The attacker would log in to a person’s account, go to their account statements and look at the last three months of transactions. Then the attacker would log out and move to the next account.

It turns out the bank had changed its procedures for how people authenticate themselves during phone banking. The customer service agent would ask a question about the last three months of transactions or other queries, such as what mobile provider the banking customer uses.

“The criminals were getting these statements so they could verify into the call centre,” Mather said.

A classic mistake is when companies incorporate some sort of account information into a URL. Often the URL can then be manipulated to show a different account, and if the Web site is configured incorrectly, the system will assume that the user has already been authenticated, Mather said.

If criminals log into an account and notice the issue, they can then cycle through accounts, harvesting addresses, phone numbers and email addresses, which could be used for targeted phishing attacks.

Another type of attack, called “man in the middle,” also shows telltale signs during a banking transaction, Mather said.
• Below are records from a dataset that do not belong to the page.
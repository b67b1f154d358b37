//! # chatdocs CLI (`cdx`)
//!
//! The `cdx` binary drives the session lifecycle from the command line and
//! starts the HTTP server.
//!
//! ## Usage
//!
//! ```bash
//! cdx --config ./config/cdx.toml <command>
//! ```
//!
//! ## Commands
//!
//! | Command | Description |
//! |---------|-------------|
//! | `cdx create <paths...>` | Create a session from files or directories |
//! | `cdx chat <id> <question>` | Ask a question within a session |
//! | `cdx sessions` | List sessions, most recently active first |
//! | `cdx show <id>` | Print a session's documents and transcript |
//! | `cdx delete <id>` | Delete a session |
//! | `cdx serve` | Start the JSON HTTP server |

use anyhow::Context;
use clap::{Parser, Subcommand};
use std::path::PathBuf;
use tracing_subscriber::EnvFilter;
use walkdir::WalkDir;

use chatdocs::config::{load_config, Config};
use chatdocs::models::Role;
use chatdocs::server::run_server;
use chatdocs::sessions::{purge_session, IngestFile, SessionManager};
use chatdocs::store::SessionStore;

/// chatdocs CLI — chat with your documents over persistent sessions.
///
/// All commands accept a `--config` flag pointing to a TOML configuration
/// file holding the storage root, gateway settings, and server bind address.
#[derive(Parser)]
#[command(
    name = "cdx",
    about = "chatdocs — a session-based retrieval-augmented chat service for your documents",
    version,
    long_about = "chatdocs ingests documents into persistent sessions, builds a per-session \
    vector index, and answers questions grounded in the retrieved passages via a CLI and a \
    JSON HTTP server."
)]
struct Cli {
    /// Path to configuration file (TOML).
    #[arg(long, global = true, default_value = "./config/cdx.toml")]
    config: PathBuf,

    #[command(subcommand)]
    command: Commands,
}

/// Top-level CLI commands.
#[derive(Subcommand)]
enum Commands {
    /// Create a session from files or directories.
    ///
    /// Directories are walked recursively; unreadable or unsupported files
    /// are skipped with a warning. Fails if no file yields any text.
    Create {
        /// Files or directories to ingest.
        paths: Vec<PathBuf>,
    },

    /// Ask a question within an existing session.
    Chat {
        /// Session identifier.
        id: String,

        /// The question text.
        question: String,
    },

    /// List sessions, most recently active first.
    Sessions,

    /// Print a session's documents and transcript.
    Show {
        /// Session identifier.
        id: String,
    },

    /// Delete a session and its persisted index. Idempotent.
    Delete {
        /// Session identifier.
        id: String,
    },

    /// Start the JSON HTTP server.
    Serve,
}

#[tokio::main]
async fn main() -> anyhow::Result<()> {
    tracing_subscriber::fmt()
        .with_env_filter(EnvFilter::try_from_default_env().unwrap_or_else(|_| EnvFilter::new("info")))
        .init();

    let cli = Cli::parse();
    let config = load_config(&cli.config)?;

    match cli.command {
        Commands::Create { paths } => run_create(&config, paths).await,
        Commands::Chat { id, question } => run_chat(&config, &id, &question).await,
        Commands::Sessions => run_sessions(&config).await,
        Commands::Show { id } => run_show(&config, &id).await,
        Commands::Delete { id } => run_delete(&config, &id).await,
        Commands::Serve => run_server(&config).await,
    }
}

/// Expand files and directories into ingestable (name, bytes) pairs.
fn collect_files(paths: &[PathBuf]) -> anyhow::Result<Vec<IngestFile>> {
    let mut files = Vec::new();

    for path in paths {
        if path.is_dir() {
            for entry in WalkDir::new(path).follow_links(false) {
                let entry = entry?;
                if entry.file_type().is_file() {
                    files.push(read_ingest_file(entry.path())?);
                }
            }
        } else {
            files.push(read_ingest_file(path)?);
        }
    }

    Ok(files)
}

fn read_ingest_file(path: &std::path::Path) -> anyhow::Result<IngestFile> {
    let bytes =
        std::fs::read(path).with_context(|| format!("Failed to read {}", path.display()))?;
    let name = path
        .file_name()
        .map(|n| n.to_string_lossy().into_owned())
        .unwrap_or_else(|| path.display().to_string());
    Ok(IngestFile { name, bytes })
}

async fn run_create(config: &Config, paths: Vec<PathBuf>) -> anyhow::Result<()> {
    if paths.is_empty() {
        anyhow::bail!("No files given. Usage: cdx create <paths...>");
    }

    let files = collect_files(&paths)?;
    let manager = SessionManager::new(config)?;
    let record = manager.create_session(files).await?;

    println!("Created session {}", record.id);
    for name in &record.document_names {
        println!("  {}", name);
    }

    Ok(())
}

async fn run_chat(config: &Config, id: &str, question: &str) -> anyhow::Result<()> {
    let manager = SessionManager::new(config)?;
    let outcome = manager.chat(id, question).await?;

    println!("{}", outcome.answer);
    Ok(())
}

async fn run_sessions(config: &Config) -> anyhow::Result<()> {
    let store = SessionStore::open(config.storage.root.clone())?;
    let sessions = store.list().await;

    if sessions.is_empty() {
        println!("No sessions.");
        return Ok(());
    }

    for record in sessions {
        println!(
            "{}  {}  {} turns  [{}]",
            record.id,
            record.updated_at.format("%Y-%m-%d %H:%M:%S"),
            record.transcript.len(),
            record.document_names.join(", ")
        );
    }

    Ok(())
}

async fn run_show(config: &Config, id: &str) -> anyhow::Result<()> {
    let store = SessionStore::open(config.storage.root.clone())?;
    let record = store.get(id).await?;

    println!("Session {}", record.id);
    println!("Updated {}", record.updated_at.format("%Y-%m-%d %H:%M:%S"));
    println!("Documents:");
    for name in &record.document_names {
        println!("  {}", name);
    }
    println!("Transcript:");
    for turn in &record.transcript {
        let speaker = match turn.role {
            Role::User => "user",
            Role::Assistant => "assistant",
        };
        println!("  [{}] {}", speaker, turn.content);
    }

    Ok(())
}

async fn run_delete(config: &Config, id: &str) -> anyhow::Result<()> {
    let store = SessionStore::open(config.storage.root.clone())?;
    purge_session(&store, id).await?;

    println!("Deleted session {}", id);
    Ok(())
}

#[cfg(test)]
mod tests {
    use super::*;
    use clap::CommandFactory;

    #[test]
    fn cli_definition_is_consistent() {
        Cli::command().debug_assert();
    }
}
Often criminals who have installed malicious software on a computer are able to carry out a fraudulent transaction while a person is logged into their account and looking, at, for example, their account statement.

What the victim does not know is that the criminal has intervened in the web session and is carrying out a wire transfer. But an analysis of the “clickstream” can show the parallel actions, which would not happen during a normal transaction.

“As long as we assume that the vast majority of traffic is legitimate, it actually makes the criminal traffic stand out nicely,” Mather said.